Find volume of solid whose base is enclosed by circle and

[hank]

Find the volume of the solid whose base is enclosed by the circle x^2 + y^2 = 1 and whose cross sections taken perpendicular to the x-axis are semicircles.

I'm just really stuck on the setup on this one.

I was thinking that I would need the semi-circle formula:

1/2 * pi * r^2

I would need to convert the circle into terms of x:

y = sqrt(1 - x^2)

And then take the integral with the limits of -1 to 1:

V = 1/2*pi S [-1 to 1] (sqrt(1 - x^2))^2 dx

But this evaluates to zero so can't be right.

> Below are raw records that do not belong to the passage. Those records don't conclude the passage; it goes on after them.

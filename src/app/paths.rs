// SPDX-License-Identifier: MPL-2.0
//! Centralized path management for application directories.
//!
//! # Path Resolution Order
//!
//! The config directory is resolved in the following priority order:
//! 1. **Explicit override** - parameter to `_with_override()` functions (for tests)
//! 2. **CLI argument** (`--config-dir`) - set via [`init_cli_overrides`]
//! 3. **Environment variable** (`DEMO_PREVIEW_CONFIG_DIR`)
//! 4. **Platform default** - via `dirs` crate
//!
//! # Usage
//!
//! CLI overrides should be initialized once at startup:
//! ```ignore
//! paths::init_cli_overrides(flags.config_dir);
//! ```

use std::path::PathBuf;
use std::sync::OnceLock;

/// Application name used for directory naming.
const APP_NAME: &str = "DemoPreview";

/// Environment variable to override the config directory.
pub const ENV_CONFIG_DIR: &str = "DEMO_PREVIEW_CONFIG_DIR";

/// Global CLI override for config directory (set once at startup).
static CLI_CONFIG_DIR: OnceLock<Option<PathBuf>> = OnceLock::new();

/// Initializes the CLI override for the config directory.
///
/// Later calls are ignored; the first value wins.
pub fn init_cli_overrides(config_dir: Option<String>) {
    if CLI_CONFIG_DIR.set(config_dir.map(PathBuf::from)).is_err() {
        tracing::debug!("config dir override already initialized");
    }
}

fn get_cli_config_dir() -> Option<PathBuf> {
    CLI_CONFIG_DIR.get().and_then(Clone::clone)
}

/// Returns the application config directory path.
///
/// Platform defaults:
/// - Linux: `~/.config/DemoPreview/`
/// - macOS: `~/Library/Application Support/DemoPreview/`
/// - Windows: `C:\Users\<User>\AppData\Roaming\DemoPreview\`
///
/// Returns `None` if the config directory cannot be determined (rare edge case).
pub fn get_app_config_dir() -> Option<PathBuf> {
    get_app_config_dir_with_override(None)
}

/// Returns the application config directory path with an optional override.
///
/// * `override_path` - Optional path to use instead of default. Takes highest priority.
pub fn get_app_config_dir_with_override(override_path: Option<PathBuf>) -> Option<PathBuf> {
    if let Some(path) = override_path {
        return Some(path);
    }

    if let Some(path) = get_cli_config_dir() {
        return Some(path);
    }

    if let Ok(env_path) = std::env::var(ENV_CONFIG_DIR) {
        if !env_path.is_empty() {
            return Some(PathBuf::from(env_path));
        }
    }

    dirs::config_dir().map(|mut path| {
        path.push(APP_NAME);
        path
    })
}

#[cfg(test)]
mod tests {
    use super::*;
    use std::sync::Mutex;

    // Mutex to prevent parallel tests from interfering with each other's env vars
    static ENV_MUTEX: Mutex<()> = Mutex::new(());

    #[test]
    fn app_config_dir_contains_app_name() {
        let _lock = ENV_MUTEX.lock().unwrap();
        std::env::remove_var(ENV_CONFIG_DIR);

        if let Some(path) = get_app_config_dir() {
            assert!(
                path.to_string_lossy().contains(APP_NAME),
                "App config dir should contain app name"
            );
        }
    }

    #[test]
    fn override_path_takes_precedence_for_config_dir() {
        let override_path = PathBuf::from("/custom/config/path");
        let result = get_app_config_dir_with_override(Some(override_path.clone()));
        assert_eq!(result, Some(override_path));
    }

    #[test]
    fn env_var_overrides_default_config_dir() {
        let _lock = ENV_MUTEX.lock().unwrap();
        let test_path = "/test/config/dir";
        std::env::set_var(ENV_CONFIG_DIR, test_path);

        let result = get_app_config_dir();
        assert_eq!(result, Some(PathBuf::from(test_path)));

        std::env::remove_var(ENV_CONFIG_DIR);
    }

    #[test]
    fn empty_env_var_uses_default() {
        let _lock = ENV_MUTEX.lock().unwrap();
        std::env::set_var(ENV_CONFIG_DIR, "");

        if let Some(path) = get_app_config_dir() {
            assert!(path.to_string_lossy().contains(APP_NAME));
        }

        std::env::remove_var(ENV_CONFIG_DIR);
    }

    #[test]
    fn override_path_takes_precedence_over_env_var() {
        let _lock = ENV_MUTEX.lock().unwrap();
        std::env::set_var(ENV_CONFIG_DIR, "/env/path");

        let override_path = PathBuf::from("/override/path");
        let result = get_app_config_dir_with_override(Some(override_path.clone()));
        assert_eq!(result, Some(override_path));

        std::env::remove_var(ENV_CONFIG_DIR);
    }
}
// SPDX-License-Identifier: MPL-2.0
//! User interface components and state management.
//!
//! This module organizes all UI-related code following a component-based architecture
//! with the Elm-style "state down, messages up" pattern.
//!
//! # Components
//!
//! - [`demo_preview`] - Demo blocks with live example, source panel and toolbar
//! - [`notifications`] - Stacked copy toasts
//!
//! # Shared Infrastructure
//!
//! - [`state`] - Small validated values and animation progress
//! - [`styles`] - Centralized styling (buttons, containers)
//! - [`design_tokens`] - Design system constants (colors, spacing, sizing)
//! - [`theming`] - Light/Dark/System theme mode management
//! - [`icons`] - SVG icon loading and rendering (visual primitives)
//! - [`action_icons`] - Semantic action-to-icon mapping

pub mod action_icons;
pub mod demo_preview;
pub mod design_tokens;
pub mod icons;
pub mod notifications;
pub mod state;
pub mod styles;
pub mod theming;
// SPDX-License-Identifier: MPL-2.0
//! Integration tests to validate style and design token coherence.

#[cfg(test)]
mod tests {
    use demo_preview::ui::design_tokens::{palette, sizing, spacing};
    use demo_preview::ui::styles::{button, container, ButtonKind, ButtonShape};
    use demo_preview::ui::theming::ThemeMode;
    use iced::Theme;

    #[test]
    fn all_button_styles_compile() {
        let theme = Theme::Dark;

        for kind in ButtonKind::ALL {
            for (plain, round) in [(false, false), (true, false), (false, true)] {
                let style = button::showcase(kind, ButtonShape { plain, round });
                let _ = style(&theme, iced::widget::button::Status::Active);
                let _ = style(&theme, iced::widget::button::Status::Disabled);
            }
        }
        let _ = button::icon_action(&theme, iced::widget::button::Status::Hovered);
    }

    #[test]
    fn container_styles_follow_theme() {
        let light = container::card(&Theme::Light);
        let dark = container::card(&Theme::Dark);
        assert_ne!(light.background, dark.background);

        let _ = container::split_line(&Theme::Light);
        let _ = container::source_panel(&Theme::Dark);
    }

    #[test]
    fn toast_style_fades_with_presence() {
        let hidden = container::toast(0.0)(&Theme::Light);
        let shown = container::toast(1.0)(&Theme::Light);
        assert_ne!(hidden.background, shown.background);
    }

    #[test]
    fn design_tokens_are_accessible() {
        let _ = palette::PRIMARY_500;
        let _ = palette::SUCCESS_500;
        let _ = spacing::MD;
        let _ = sizing::ICON_SM;
    }

    #[test]
    fn toast_tokens_match_stack_geometry() {
        assert!((sizing::TOAST_HEIGHT - 42.0).abs() < f32::EPSILON);
        assert!((sizing::TOAST_GAP - 10.0).abs() < f32::EPSILON);
    }

    #[test]
    fn theming_switches_correctly() {
        assert_eq!(ThemeMode::Light.to_iced_theme(), Theme::Light);
        assert_eq!(ThemeMode::Dark.to_iced_theme(), Theme::Dark);
    }
}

Can someone show me how to set this one up?

 

[tkhunny]

Re: Find the volume of a solid...

But this evaluates to zero...

No it doesn't. How are you getting that?

 

[hank]

Oh, I redid it and I got pi/3.

What I did was to find the area of one quadrant. Should I then double it, so I get both halves since it goes into two quadrants?

That would give me the correct answer of 2pi / 3.

Is this the correct reasoning?

 

[galactus]

You had it right the first time.

\(\displaystyle \L\\\frac{\pi}{2}\int_{-1}^{1}(1-x^{2})dx\)

 

[hank]

Yeah, I went back and as I was working with it, I got it.

But now, a 2d part to that problem tells me to use a square instead of semi-circle.

Thus, I get:

A = s^2

Now, I want to integrate sqrt(1 - x^2)^2, I think for the limit of 0 to 1.

This gives me a result of 2/3 for one quadrant. Now, I'm thinking I have 4 quadrants so I should multiply that by 4 which gives me 8/3.

However, the book tells me the answer is 16/3.

There must be some wrinkle I'm missing here.

Here's my setup as outlined above:

V = 4 S [0 to 1] (sqrt(1 - x^2)^2) dx

What am I missing here?

 

[tkhunny]

You can't use just one quadrant on this one. Your squares aren't big enough. \(\displaystyle \sqrt{1-x^{2}}\) is only half the length of a side. I'm a little surprised you were not off by a factor of 4.